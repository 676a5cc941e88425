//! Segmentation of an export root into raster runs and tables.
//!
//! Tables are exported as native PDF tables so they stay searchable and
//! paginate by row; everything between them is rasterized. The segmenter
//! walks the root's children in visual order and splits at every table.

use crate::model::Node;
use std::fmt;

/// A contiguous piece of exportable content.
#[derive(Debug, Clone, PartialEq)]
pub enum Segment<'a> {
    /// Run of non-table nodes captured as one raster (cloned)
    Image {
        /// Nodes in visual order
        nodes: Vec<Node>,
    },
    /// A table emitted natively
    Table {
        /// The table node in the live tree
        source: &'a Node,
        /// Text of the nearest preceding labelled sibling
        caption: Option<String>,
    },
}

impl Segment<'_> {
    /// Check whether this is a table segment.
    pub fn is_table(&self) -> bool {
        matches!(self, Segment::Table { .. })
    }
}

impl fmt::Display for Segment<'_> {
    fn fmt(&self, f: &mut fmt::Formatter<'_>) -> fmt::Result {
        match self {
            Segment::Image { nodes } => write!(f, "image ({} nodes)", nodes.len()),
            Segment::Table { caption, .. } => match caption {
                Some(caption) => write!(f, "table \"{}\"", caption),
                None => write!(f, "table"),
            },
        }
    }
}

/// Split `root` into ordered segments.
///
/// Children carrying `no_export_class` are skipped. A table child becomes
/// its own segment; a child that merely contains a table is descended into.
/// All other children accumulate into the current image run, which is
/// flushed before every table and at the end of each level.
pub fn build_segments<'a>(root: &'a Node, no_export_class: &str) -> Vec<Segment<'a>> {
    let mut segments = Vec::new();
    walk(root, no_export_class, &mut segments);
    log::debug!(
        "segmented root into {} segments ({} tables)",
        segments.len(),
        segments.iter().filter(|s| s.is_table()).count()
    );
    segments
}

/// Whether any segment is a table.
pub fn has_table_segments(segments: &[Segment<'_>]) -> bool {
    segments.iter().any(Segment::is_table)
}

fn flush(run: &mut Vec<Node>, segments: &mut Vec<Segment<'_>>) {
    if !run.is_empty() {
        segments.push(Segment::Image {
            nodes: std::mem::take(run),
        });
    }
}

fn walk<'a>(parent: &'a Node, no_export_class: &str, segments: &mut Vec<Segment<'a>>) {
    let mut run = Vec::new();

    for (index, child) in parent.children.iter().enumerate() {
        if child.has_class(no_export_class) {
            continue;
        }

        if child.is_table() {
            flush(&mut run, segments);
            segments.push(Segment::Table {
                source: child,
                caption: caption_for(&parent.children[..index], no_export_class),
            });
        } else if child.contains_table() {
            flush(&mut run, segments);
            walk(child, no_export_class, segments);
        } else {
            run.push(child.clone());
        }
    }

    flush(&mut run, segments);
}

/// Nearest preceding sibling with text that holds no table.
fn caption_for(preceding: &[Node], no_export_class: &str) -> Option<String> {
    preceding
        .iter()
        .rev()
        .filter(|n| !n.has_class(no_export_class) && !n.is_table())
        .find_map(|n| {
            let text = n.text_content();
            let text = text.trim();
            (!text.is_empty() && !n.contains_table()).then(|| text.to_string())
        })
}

* * * *

_ASSIGNMENT_
In the listing above, find the line with "of each level." and the line with "let mut run = Vec::new();", then reproduce both and every line between them exactly.

_TASK RESPONSE_
/// flushed before every table and at the end of each level.
pub fn build_segments<'a>(root: &'a Node, no_export_class: &str) -> Vec<Segment<'a>> {
    let mut segments = Vec::new();
    walk(root, no_export_class, &mut segments);
    log::debug!(
        "segmented root into {} segments ({} tables)",
        segments.len(),
        segments.iter().filter(|s| s.is_table()).count()
    );
    segments
}

/// Whether any segment is a table.
pub fn has_table_segments(segments: &[Segment<'_>]) -> bool {
    segments.iter().any(Segment::is_table)
}

fn flush(run: &mut Vec<Node>, segments: &mut Vec<Segment<'_>>) {
    if !run.is_empty() {
        segments.push(Segment::Image {
            nodes: std::mem::take(run),
        });
    }
}

fn walk<'a>(parent: &'a Node, no_export_class: &str, segments: &mut Vec<Segment<'a>>) {
    let mut run = Vec::new();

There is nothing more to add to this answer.